(Stored data)
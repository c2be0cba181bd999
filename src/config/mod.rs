pub mod seasons;
pub mod settings;

pub use seasons::{get_seasons, load_season_table};
pub use settings::{AppConfig, EngineSettings, ServerSettings};
use std::fmt;
use std::str::FromStr;

use serde::{Deserialize, Serialize};

use crate::errors::EngineError;

/// Milliseconds since the Unix epoch
pub type Timestamp = i64;

pub const DAY_MS: Timestamp = 24 * 60 * 60 * 1000;
pub const WEEK_MS: Timestamp = 7 * DAY_MS;

/// Geographic partition of the ladder. Observations are never compared across regions.
#[derive(Debug, Clone, Copy, PartialEq, Eq, Hash, PartialOrd, Ord, Serialize, Deserialize)]
#[serde(rename_all = "lowercase")]
pub enum Region {
    Us,
    Eu,
    Kr,
    Tw,
}

impl Region {
    pub const ALL: [Region; 4] = [Region::Us, Region::Eu, Region::Kr, Region::Tw];

    pub fn as_str(&self) -> &'static str {
        match self {
            Region::Us => "us",
            Region::Eu => "eu",
            Region::Kr => "kr",
            Region::Tw => "tw",
        }
    }
}

impl fmt::Display for Region {
    fn fmt(&self, f: &mut fmt::Formatter<'_>) -> fmt::Result {
        f.write_str(self.as_str())
    }
}

impl FromStr for Region {
    type Err = EngineError;

    fn from_str(s: &str) -> Result<Self, Self::Err> {
        match s.trim().to_lowercase().as_str() {
            "us" => Ok(Region::Us),
            "eu" => Ok(Region::Eu),
            "kr" => Ok(Region::Kr),
            "tw" => Ok(Region::Tw),
            _ => Err(EngineError::UnknownRegion(s.to_string())),
        }
    }
}

#[derive(Debug, Clone, Copy, PartialEq, Eq, Hash, PartialOrd, Ord, Serialize, Deserialize)]
#[serde(rename_all = "lowercase")]
pub enum Faction {
    Alliance,
    Horde,
}

impl Faction {
    pub fn as_str(&self) -> &'static str {
        match self {
            Faction::Alliance => "alliance",
            Faction::Horde => "horde",
        }
    }
}

impl FromStr for Faction {
    type Err = EngineError;

    fn from_str(s: &str) -> Result<Self, Self::Err> {
        match s.trim().to_lowercase().as_str() {
            "alliance" => Ok(Faction::Alliance),
            "horde" => Ok(Faction::Horde),
            _ => Err(EngineError::UnknownFaction(s.to_string())),
        }
    }
}

/// `None` is the merged, cross-faction group
pub type FactionKey = Option<Faction>;

pub fn faction_key_name(faction: FactionKey) -> &'static str {
    faction.map(|f| f.as_str()).unwrap_or("xfaction")
}

/// One observation of the ladder at a point in time
#[derive(Debug, Clone, PartialEq, Serialize, Deserialize)]
#[serde(rename_all = "camelCase")]
pub struct Dataset {
    pub timestamp: Timestamp,
    pub region: Region,
    #[serde(default, skip_serializing_if = "Option::is_none")]
    pub faction: FactionKey,
    pub score: f64,
    #[serde(default, skip_serializing_if = "Option::is_none")]
    pub rank: Option<u32>,
}

impl Dataset {
    /// Selected value, with the zero sentinel mapped to `None`
    pub fn value(&self, field: Field) -> Option<f64> {
        match field {
            Field::Score if self.score > 0.0 => Some(self.score),
            Field::Score => None,
            Field::Rank => self.rank.filter(|&r| r > 0).map(f64::from),
        }
    }
}

#[derive(Debug, Clone, Copy, PartialEq, Eq, Hash, Serialize, Deserialize)]
#[serde(rename_all = "lowercase")]
pub enum Field {
    Score,
    Rank,
}

/// Optional response sections a caller can switch on
#[derive(Debug, Clone, Copy, PartialEq, Eq, Hash, PartialOrd, Ord, Serialize, Deserialize)]
#[serde(rename_all = "lowercase")]
pub enum Overlay {
    Rank,
    Affixes,
}

impl Overlay {
    pub fn as_str(&self) -> &'static str {
        match self {
            Overlay::Rank => "rank",
            Overlay::Affixes => "affixes",
        }
    }
}

impl FromStr for Overlay {
    type Err = EngineError;

    fn from_str(s: &str) -> Result<Self, Self::Err> {
        match s.trim().to_lowercase().as_str() {
            "rank" => Ok(Overlay::Rank),
            "affixes" => Ok(Overlay::Affixes),
            _ => Err(EngineError::UnknownOverlay(s.to_string())),
        }
    }
}

/// A row as the snapshot store hands it over, before validation
#[derive(Debug, Clone, PartialEq, Serialize, Deserialize)]
#[serde(rename_all = "camelCase")]
pub struct RawRow {
    pub timestamp: Timestamp,
    pub region: String,
    #[serde(default)]
    pub faction: Option<String>,
    pub score: f64,
    #[serde(default)]
    pub rank: Option<i64>,
}

/// One value per region, every region always present
#[derive(Debug, Clone, Default, PartialEq, Serialize, Deserialize)]
pub struct RegionMap<T> {
    pub us: T,
    pub eu: T,
    pub kr: T,
    pub tw: T,
}

impl<T> RegionMap<T> {
    pub fn get(&self, region: Region) -> &T {
        match region {
            Region::Us => &self.us,
            Region::Eu => &self.eu,
            Region::Kr => &self.kr,
            Region::Tw => &self.tw,
        }
    }

    pub fn get_mut(&mut self, region: Region) -> &mut T {
        match region {
            Region::Us => &mut self.us,
            Region::Eu => &mut self.eu,
            Region::Kr => &mut self.kr,
            Region::Tw => &mut self.tw,
        }
    }
}

impl<T: Clone> RegionMap<T> {
    pub fn splat(value: T) -> Self {
        Self {
            us: value.clone(),
            eu: value.clone(),
            kr: value.clone(),
            tw: value,
        }
    }
}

PROBLEM DESCRIPTION: Could you transcribe all of the data exactly as it is given?

COMPLETED EXERCISE:
repository c2be0cba181bd999
filename src/config/mod.rs
pub mod seasons;
pub mod settings;

pub use seasons::{get_seasons, load_season_table};
pub use settings::{AppConfig, EngineSettings, ServerSettings};
use std::fmt;
use std::str::FromStr;

use serde::{Deserialize, Serialize};

use crate::errors::EngineError;

/// Milliseconds since the Unix epoch
pub type Timestamp = i64;

pub const DAY_MS: Timestamp = 24 * 60 * 60 * 1000;
pub const WEEK_MS: Timestamp = 7 * DAY_MS;

/// Geographic partition of the ladder. Observations are never compared across regions.
#[derive(Debug, Clone, Copy, PartialEq, Eq, Hash, PartialOrd, Ord, Serialize, Deserialize)]
#[serde(rename_all = "lowercase")]
pub enum Region {
    Us,
    Eu,
    Kr,
    Tw,
}

impl Region {
    pub const ALL: [Region; 4] = [Region::Us, Region::Eu, Region::Kr, Region::Tw];

    pub fn as_str(&self) -> &'static str {
        match self {
            Region::Us => "us",
            Region::Eu => "eu",
            Region::Kr => "kr",
            Region::Tw => "tw",
        }
    }
}

impl fmt::Display for Region {
    fn fmt(&self, f: &mut fmt::Formatter<'_>) -> fmt::Result {
        f.write_str(self.as_str())
    }
}

impl FromStr for Region {
    type Err = EngineError;

    fn from_str(s: &str) -> Result<Self, Self::Err> {
        match s.trim().to_lowercase().as_str() {
            "us" => Ok(Region::Us),
            "eu" => Ok(Region::Eu),
            "kr" => Ok(Region::Kr),
            "tw" => Ok(Region::Tw),
            _ => Err(EngineError::UnknownRegion(s.to_string())),
        }
    }
}

#[derive(Debug, Clone, Copy, PartialEq, Eq, Hash, PartialOrd, Ord, Serialize, Deserialize)]
#[serde(rename_all = "lowercase")]
pub enum Faction {
    Alliance,
    Horde,
}

impl Faction {
    pub fn as_str(&self) -> &'static str {
        match self {
            Faction::Alliance => "alliance",
            Faction::Horde => "horde",
        }
    }
}

impl FromStr for Faction {
    type Err = EngineError;

    fn from_str(s: &str) -> Result<Self, Self::Err> {
        match s.trim().to_lowercase().as_str() {
            "alliance" => Ok(Faction::Alliance),
            "horde" => Ok(Faction::Horde),
            _ => Err(EngineError::UnknownFaction(s.to_string())),
        }
    }
}

/// `None` is the merged, cross-faction group
pub type FactionKey = Option<Faction>;

pub fn faction_key_name(faction: FactionKey) -> &'static str {
    faction.map(|f| f.as_str()).unwrap_or("xfaction")
}

/// One observation of the ladder at a point in time
#[derive(Debug, Clone, PartialEq, Serialize, Deserialize)]
#[serde(rename_all = "camelCase")]
pub struct Dataset {
    pub timestamp: Timestamp,
    pub region: Region,
    #[serde(default, skip_serializing_if = "Option::is_none")]
    pub faction: FactionKey,
    pub score: f64,
    #[serde(default, skip_serializing_if = "Option::is_none")]
    pub rank: Option<u32>,
}

impl Dataset {
    /// Selected value, with the zero sentinel mapped to `None`
    pub fn value(&self, field: Field) -> Option<f64> {
        match field {
            Field::Score if self.score > 0.0 => Some(self.score),
            Field::Score => None,
            Field::Rank => self.rank.filter(|&r| r > 0).map(f64::from),
        }
    }
}

#[derive(Debug, Clone, Copy, PartialEq, Eq, Hash, Serialize, Deserialize)]
#[serde(rename_all = "lowercase")]
pub enum Field {
    Score,
    Rank,
}

/// Optional response sections a caller can switch on
#[derive(Debug, Clone, Copy, PartialEq, Eq, Hash, PartialOrd, Ord, Serialize, Deserialize)]
#[serde(rename_all = "lowercase")]
pub enum Overlay {
    Rank,
    Affixes,
}

impl Overlay {
    pub fn as_str(&self) -> &'static str {
        match self {
            Overlay::Rank => "rank",
            Overlay::Affixes => "affixes",
        }
    }
}

impl FromStr for Overlay {
    type Err = EngineError;

    fn from_str(s: &str) -> Result<Self, Self::Err> {
        match s.trim().to_lowercase().as_str() {
            "rank" => Ok(Overlay::Rank),
            "affixes" => Ok(Overlay::Affixes),
            _ => Err(EngineError::UnknownOverlay(s.to_string())),
        }
    }
}

/// A row as the snapshot store hands it over, before validation
#[derive(Debug, Clone, PartialEq, Serialize, Deserialize)]
#[serde(rename_all = "camelCase")]
pub struct RawRow {
    pub timestamp: Timestamp,
    pub region: String,
    #[serde(default)]
    pub faction: Option<String>,
    pub score: f64,
    #[serde(default)]
    pub rank: Option<i64>,
}

/// One value per region, every region always present
#[derive(Debug, Clone, Default, PartialEq, Serialize, Deserialize)]
pub struct RegionMap<T> {
    pub us: T,
    pub eu: T,
    pub kr: T,
    pub tw: T,
}

impl<T> RegionMap<T> {
    pub fn get(&self, region: Region) -> &T {
        match region {
            Region::Us => &self.us,
            Region::Eu => &self.eu,
            Region::Kr => &self.kr,
            Region::Tw => &self.tw,
        }
    }

    pub fn get_mut(&mut self, region: Region) -> &mut T {
        match region {
            Region::Us => &mut self.us,
            Region::Eu => &mut self.eu,
            Region::Kr => &mut self.kr,
            Region::Tw => &mut self.tw,
        }
    }
}

impl<T: Clone> RegionMap<T> {
    pub fn splat(value: T) -> Self {
        Self {
            us: value.clone(),
            eu: value.clone(),
            kr: value.clone(),
            tw: value,
        }
    }
}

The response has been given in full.